My first ever wheelchair was a bog standard nhs one… then I got a Remploy Roller. I used various versions of that chair until I was 18 (9 years?)

My first ever crush was on Wil Wheaton.

It appears that I know a lot of guys called Rob.

Before I was nine I didn’t have a wheelchair I used a Maclaren Major Buggy instead. I hated it.

I have two friends called Sarah who are both with guys called Simon. It gets confusing.

I know lots of people called Sarah/Sara that gets confusing too.

I can’t get enough diet coke.

Or galaxy chocolate.

One of my favourite authors is Peter David.

I love that several famous people I admire also have blogs.

My hair is a red/black colour at the moment.

I can’t decide how much money to take to Madrid.

I am easily annoyed.

I am chaotic.

Naidex is tomorrow!!!

I am going to Grenwich on Thursday.

I have an inherent dislike of people as a whole.

I feel like I am at a point in my life where I am undergoing a change or a metamorphosis.

I need to stop fighting that and go with the flow.

I have a deliciously devious idea for my sisters birthday.

>Monday Memories: Did I Ever Tell You About The Last Time I Went A Whole Day With NO Pain?

>

This Monday Memory is bought to you by the fact that I’m pretty pissed off at the moment

MM!

Did I Ever Tell You About The Last Time I Went A Whole Day With NO Pain?

No? Well that doesn’t surprise me being as it’s only a vague memory for me… I was about 14 at the time (now 24) and to be honest I can’t really remember not having pain… I can remember roughly when my pain started and I can remember all the various half arsed explanations for why I have pain but I can’t really remember not being in pain.

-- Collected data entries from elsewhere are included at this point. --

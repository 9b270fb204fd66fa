use std::io;
use std::path::{Path, PathBuf};

use anyhow::Context as _;
use serde_json::{Map, Value};

use crate::flags::FeatureFlags;
use crate::model::Feature;

/// Result of reading one guild's file.
#[derive(Debug)]
pub(crate) enum StoredConfig {
    Missing,
    Loaded {
        flags: FeatureFlags,
        backfilled: Vec<Feature>,
    },
    Unreadable(io::Error),
    Corrupt(serde_json::Error),
}

/// One pretty-printed JSON object per guild under a root directory.
#[derive(Clone, Debug)]
pub(crate) struct JsonFileStore {
    root: PathBuf,
}

impl JsonFileStore {
    pub(crate) fn new(root: impl Into<PathBuf>) -> Self {
        Self { root: root.into() }
    }

    pub(crate) fn root(&self) -> &Path {
        &self.root
    }

    pub(crate) fn path_for(&self, guild_id: u64) -> PathBuf {
        self.root.join(format!("config_{guild_id}.json"))
    }

    pub(crate) async fn read(&self, guild_id: u64) -> StoredConfig {
        let raw = match tokio::fs::read(self.path_for(guild_id)).await {
            Ok(raw) => raw,
            Err(e) if e.kind() == io::ErrorKind::NotFound => return StoredConfig::Missing,
            Err(e) => return StoredConfig::Unreadable(e),
        };

        // Bytes that are not UTF-8 fail here too and count as corrupt.
        match serde_json::from_slice::<Map<String, Value>>(&raw) {
            Ok(stored) => {
                let (flags, backfilled) = FeatureFlags::from_stored(guild_id, stored);
                StoredConfig::Loaded { flags, backfilled }
            }
            Err(e) => StoredConfig::Corrupt(e),
        }
    }

    /// Replace the guild's file. The payload goes to a sibling temp file
    /// first so a crash mid-write never leaves a truncated config behind.
    pub(crate) async fn write(&self, flags: &FeatureFlags) -> anyhow::Result<()> {
        let path = self.path_for(flags.guild_id());
        let tmp_path = path.with_extension("json.tmp");
        let payload = flags
            .to_pretty_json()
            .context("failed to serialize feature flags")?;

        tokio::fs::create_dir_all(&self.root)
            .await
            .with_context(|| format!("failed to create `{}`", self.root.display()))?;
        tokio::fs::write(&tmp_path, payload)
            .await
            .with_context(|| format!("failed to write `{}`", tmp_path.display()))?;
        tokio::fs::rename(&tmp_path, &path)
            .await
            .with_context(|| format!("failed to move config into `{}`", path.display()))?;

        Ok(())
    }

    /// Move an unparseable file out of the way and return where it went.
    /// Earlier copies are never replaced; later ones get a numeric suffix.
    pub(crate) async fn quarantine(&self, guild_id: u64) -> anyhow::Result<PathBuf> {
        let path = self.path_for(guild_id);
        let mut target = path.with_extension("json.corrupt");
        let mut attempt = 1_u32;
        while tokio::fs::try_exists(&target)
            .await
            .with_context(|| format!("failed to inspect `{}`", target.display()))?
        {
            target = path.with_extension(format!("json.corrupt.{attempt}"));
            attempt += 1;
        }

        tokio::fs::rename(&path, &target)
            .await
            .with_context(|| format!("failed to move `{}` aside", path.display()))?;
        Ok(target)
    }
}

My pain started in my back and at the moment my back is really hurting me. But you know what, it hurts me everyday. when I mention that it’s really hurting me I mean it’s hurting me more than it usually does. Sometimes I barely notice my pain because I’m so used to it. My normal includes pain. My doctors can’t decide why this is but basically the key point in all their stupid explanations is it’s a CP related thing.
My shoulders ache at times – thats what being in a manual wheelchair does for you and chances are it;s only going to get worse. But that’s sure as hell better than the alternative.

I have hip pain (pretty severe at times) in the hip of my “good leg” caused my doctors believe because due to how spastic my left leg (bad leg) is my right leg (better leg – i have cp in both but less so in this one) takes all the strain when I stand/walk/transfer and to put it in the best medical term I can with my limited knowledge – after 24 years of that it’s fucked.

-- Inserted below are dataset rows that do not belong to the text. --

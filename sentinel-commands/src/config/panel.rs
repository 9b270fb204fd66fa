use std::future::IntoFuture;
use std::time::Instant;

use poise::serenity_prelude as serenity;
use tracing::{debug, info};

use crate::CommandMeta;
use crate::config::session::{PanelDenial, PanelOutcome, PanelSession};
use crate::config::view::{
    PanelIds, closed_embed, denial_message, details_embed, expired_embed, panel_components,
    panel_embed, superseded_embed, toggle_feedback, unknown_feature_message,
};
use crate::moderation::embeds::guild_only_message;
use sentinel_core::{Context, Error};
use sentinel_store::Feature;
use sentinel_utils::embed::denied_embed;
use sentinel_utils::permissions::has_user_permission;

pub const META: CommandMeta = CommandMeta {
    name: "panel",
    desc: "Open the feature control panel for this server.",
    category: "config",
    usage: "!panel",
};

#[poise::command(
    prefix_command,
    slash_command,
    category = "Config",
    aliases("control", "config", "configure", "settings")
)]
pub async fn panel(ctx: Context<'_>) -> Result<(), Error> {
    let Some(guild_id) = ctx.guild_id() else {
        ctx.say(guild_only_message()).await?;
        return Ok(());
    };

    if !has_user_permission(
        ctx.http(),
        guild_id,
        ctx.author().id,
        serenity::Permissions::ADMINISTRATOR,
    )
    .await?
    {
        ctx.send(
            poise::CreateReply::default().ephemeral(true).embed(denied_embed(
                "Access Denied",
                "You need the **Administrator** permission to open the control panel.",
            )),
        )
        .await?;
        return Ok(());
    }

    let data = ctx.data();
    let owner_id = ctx.author().id;
    let flags = data.store.load(guild_id.get()).await;
    let lease = data.panels.claim(guild_id.get(), owner_id.get());
    let mut session = PanelSession::open(guild_id.get(), owner_id.get(), Instant::now());
    let ids = PanelIds::new(ctx.id());

    let reply = ctx
        .send(
            poise::CreateReply::default()
                .embed(panel_embed(&flags, &session))
                .components(panel_components(&ids, &flags)),
        )
        .await?;
    let message = reply.message().await?;
    let message_id = message.id;
    let channel_id = message.channel_id;

    if flags.is_enabled(Feature::Logs) {
        info!(
            guild_id = guild_id.get(),
            user_id = owner_id.get(),
            user = %ctx.author().tag(),
            "control panel opened"
        );
    }

    let superseded = lease.superseded();
    tokio::pin!(superseded);

    loop {
        let collector = serenity::collector::ComponentInteractionCollector::new(ctx)
            .filter({
                let prefix = ids.prefix().to_owned();
                move |interaction| {
                    interaction.message.id == message_id
                        && interaction.data.custom_id.starts_with(&prefix)
                }
            })
            .timeout(session.remaining(Instant::now()));

        let press = tokio::select! {
            press = collector.into_future() => press,
            () = &mut superseded => {
                session.close();
                debug!(guild_id = guild_id.get(), user_id = owner_id.get(), "control panel superseded");
                let _ = channel_id
                    .edit_message(
                        ctx.http(),
                        message_id,
                        serenity::EditMessage::new()
                            .embed(superseded_embed())
                            .components(vec![]),
                    )
                    .await;
                return Ok(());
            }
        };

        let Some(press) = press else {
            session.expire();
            break;
        };

        let Some(action) = ids.parse(&press.data.custom_id) else {
            continue;
        };

        let outcome = session
            .handle(&data.store, press.user.id.get(), action, Instant::now())
            .await;

        match outcome {
            PanelOutcome::Denied(denial) => {
                press
                    .create_response(ctx.http(), ephemeral_text(denial_message(denial)))
                    .await?;
                if denial == PanelDenial::Expired {
                    break;
                }
            }
            PanelOutcome::Toggled {
                feature,
                enabled,
                flags,
            } => {
                press
                    .create_response(
                        ctx.http(),
                        serenity::CreateInteractionResponse::UpdateMessage(
                            serenity::CreateInteractionResponseMessage::new()
                                .embed(panel_embed(&flags, &session))
                                .components(panel_components(&ids, &flags)),
                        ),
                    )
                    .await?;
                press
                    .create_followup(
                        ctx.http(),
                        serenity::CreateInteractionResponseFollowup::new()
                            .content(toggle_feedback(feature, enabled))
                            .ephemeral(true),
                    )
                    .await?;

                if flags.is_enabled(Feature::Logs) || feature == Feature::Logs {
                    info!(
                        guild_id = guild_id.get(),
                        user_id = owner_id.get(),
                        feature = feature.key(),
                        enabled,
                        "feature toggled"
                    );
                }
            }
            PanelOutcome::UnknownFeature(name) => {
                press
                    .create_response(ctx.http(), ephemeral_text(&unknown_feature_message(&name)))
                    .await?;
            }
            PanelOutcome::Details(flags) => {
                press
                    .create_response(
                        ctx.http(),
                        serenity::CreateInteractionResponse::Message(
                            serenity::CreateInteractionResponseMessage::new()
                                .embed(details_embed(&flags))
                                .ephemeral(true),
                        ),
                    )
                    .await?;
            }
            PanelOutcome::Refreshed(flags) => {
                press
                    .create_response(
                        ctx.http(),
                        serenity::CreateInteractionResponse::UpdateMessage(
                            serenity::CreateInteractionResponseMessage::new()
                                .embed(panel_embed(&flags, &session))
                                .components(panel_components(&ids, &flags)),
                        ),
                    )
                    .await?;
                press
                    .create_followup(
                        ctx.http(),
                        serenity::CreateInteractionResponseFollowup::new()
                            .content("Panel refreshed.")
                            .ephemeral(true),
                    )
                    .await?;
            }
            PanelOutcome::Closed => {
                press
                    .create_response(
                        ctx.http(),
                        serenity::CreateInteractionResponse::UpdateMessage(
                            serenity::CreateInteractionResponseMessage::new()
                                .embed(closed_embed())
                                .components(vec![]),
                        ),
                    )
                    .await?;
                return Ok(());
            }
        }
    }

    // Expired: strip the controls so no further input is possible.
    let _ = channel_id
        .edit_message(
            ctx.http(),
            message_id,
            serenity::EditMessage::new()
                .embed(expired_embed(&session))
                .components(vec![]),
        )
        .await;

    Ok(())
}

fn ephemeral_text(content: &str) -> serenity::CreateInteractionResponse {
    serenity::CreateInteractionResponse::Message(
        serenity::CreateInteractionResponseMessage::new()
            .content(content)
            .ephemeral(true),
    )
}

Some people have tried to convince me that because I realise my situation may get worse i’m setting myself up and it will get worse. Others tell me that they think I take too much medication and this is part of my problem with pain.

Until I began to have issues with my hip about 16 months ago the only medication I took was my antidepressant. Now I take a muscle relaxant (baclofen) which helps me a lot with my spasticity and reduces my pain. I take a regular dose and also a little as prn if I’m feeling particularly spastic that day. I also take co-codamol 8/500mg on a prn basis when my pain is at its worst. That was a new thing with my hip too.

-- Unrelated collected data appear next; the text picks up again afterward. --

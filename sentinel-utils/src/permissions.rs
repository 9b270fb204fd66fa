use poise::serenity_prelude as serenity;

/// Position of a member in the guild's role hierarchy.
///
/// Ordinary members rank by the position of their highest role. The guild
/// owner outranks every role.
#[derive(Clone, Copy, Debug, PartialEq, Eq, PartialOrd, Ord, Hash)]
pub struct AuthorityRank(u32);

impl AuthorityRank {
    pub const OWNER: AuthorityRank = AuthorityRank(u32::MAX);

    pub const fn from_role_position(position: u16) -> Self {
        Self(position as u32)
    }
}

/// Effective guild permissions plus hierarchy rank for one member.
#[derive(Clone, Copy, Debug, PartialEq, Eq)]
pub struct MemberAuthority {
    pub permissions: serenity::Permissions,
    pub rank: AuthorityRank,
}

impl MemberAuthority {
    pub fn owner() -> Self {
        Self {
            permissions: serenity::Permissions::all(),
            rank: AuthorityRank::OWNER,
        }
    }

    /// Combine the `(permissions, position)` pairs of every role a member holds,
    /// `@everyone` included.
    pub fn from_roles(roles: impl IntoIterator<Item = (serenity::Permissions, u16)>) -> Self {
        let mut permissions = serenity::Permissions::empty();
        let mut highest = 0_u16;

        for (role_permissions, position) in roles {
            permissions |= role_permissions;
            highest = highest.max(position);
        }

        Self {
            permissions,
            rank: AuthorityRank::from_role_position(highest),
        }
    }

    /// `ADMINISTRATOR` implies every other permission.
    pub fn has(&self, required: serenity::Permissions) -> bool {
        self.permissions.contains(serenity::Permissions::ADMINISTRATOR)
            || self.permissions.contains(required)
    }
}

/// Resolve a member's authority against an already fetched guild.
pub async fn member_authority_in(
    http: &serenity::Http,
    guild: &serenity::PartialGuild,
    user_id: serenity::UserId,
) -> anyhow::Result<MemberAuthority> {
    if guild.owner_id == user_id {
        return Ok(MemberAuthority::owner());
    }

    let member = guild.id.member(http, user_id).await?;
    let everyone_role_id = serenity::RoleId::new(guild.id.get());

    Ok(MemberAuthority::from_roles(
        guild
            .roles
            .values()
            .filter(|role| role.id == everyone_role_id || member.roles.contains(&role.id))
            .map(|role| (role.permissions, role.position)),
    ))
}

/// Resolve a member's effective guild permissions and rank.
pub async fn resolve_member_authority(
    http: &serenity::Http,
    guild_id: serenity::GuildId,
    user_id: serenity::UserId,
) -> anyhow::Result<MemberAuthority> {
    let guild = guild_id.to_partial_guild(http).await?;
    member_authority_in(http, &guild, user_id).await
}

pub async fn has_user_permission(
    http: &serenity::Http,
    guild_id: serenity::GuildId,
    user_id: serenity::UserId,
    required: serenity::Permissions,
) -> anyhow::Result<bool> {
    let authority = resolve_member_authority(http, guild_id, user_id).await?;
    Ok(authority.has(required))
}

#[cfg(test)]
mod tests {
    use poise::serenity_prelude as serenity;

    use super::{AuthorityRank, MemberAuthority};

    #[test]
    fn roles_merge_permissions_and_take_highest_position() {
        let authority = MemberAuthority::from_roles([
            (serenity::Permissions::SEND_MESSAGES, 0),
            (serenity::Permissions::BAN_MEMBERS, 7),
            (serenity::Permissions::KICK_MEMBERS, 3),
        ]);

        assert!(authority.has(serenity::Permissions::BAN_MEMBERS));
        assert!(authority.has(serenity::Permissions::KICK_MEMBERS));
        assert!(!authority.has(serenity::Permissions::MANAGE_GUILD));
        assert_eq!(authority.rank, AuthorityRank::from_role_position(7));
    }

    #[test]
    fn administrator_implies_everything() {
        let authority = MemberAuthority::from_roles([(serenity::Permissions::ADMINISTRATOR, 1)]);
        assert!(authority.has(serenity::Permissions::BAN_MEMBERS));
    }

    #[test]
    fn owner_outranks_any_role() {
        assert!(MemberAuthority::owner().rank > AuthorityRank::from_role_position(u16::MAX));
    }

    #[test]
    fn no_roles_means_bottom_rank() {
        let authority = MemberAuthority::from_roles(std::iter::empty());
        assert_eq!(authority.rank, AuthorityRank::from_role_position(0));
        assert!(!authority.has(serenity::Permissions::BAN_MEMBERS));
    }
}
pub mod flags;
pub mod model;
mod persist;
pub mod store;

pub use flags::{FeatureFlags, StatusSummary};
pub use model::Feature;
pub use store::ConfigStore;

I haven’t taken any painkillers for a long time tho… I use repositioning, hot water, and heat packs whenever possible to deal with my pain and save the co-codamol for when things are bad or when I’m in situaitons where I can’t reposition etc.

I push past my pain as much as I can. Today it is ruling the day but that was MY choice. Tomorrow is Naidex – a once a year thing I’m really looking forward to. So I chose to stay home and spend as much time as possible out of my chair etc in the hopes I can prevent it being bad tomorrow.

I might be in pain but I do not need your pity. I can’t remember being pain free sure but I can function despite it and my life is good. I am very very blessed that I am not in more pain and I give thanks for that everyday. But I just wish more people could have the awareness of how lucky they are.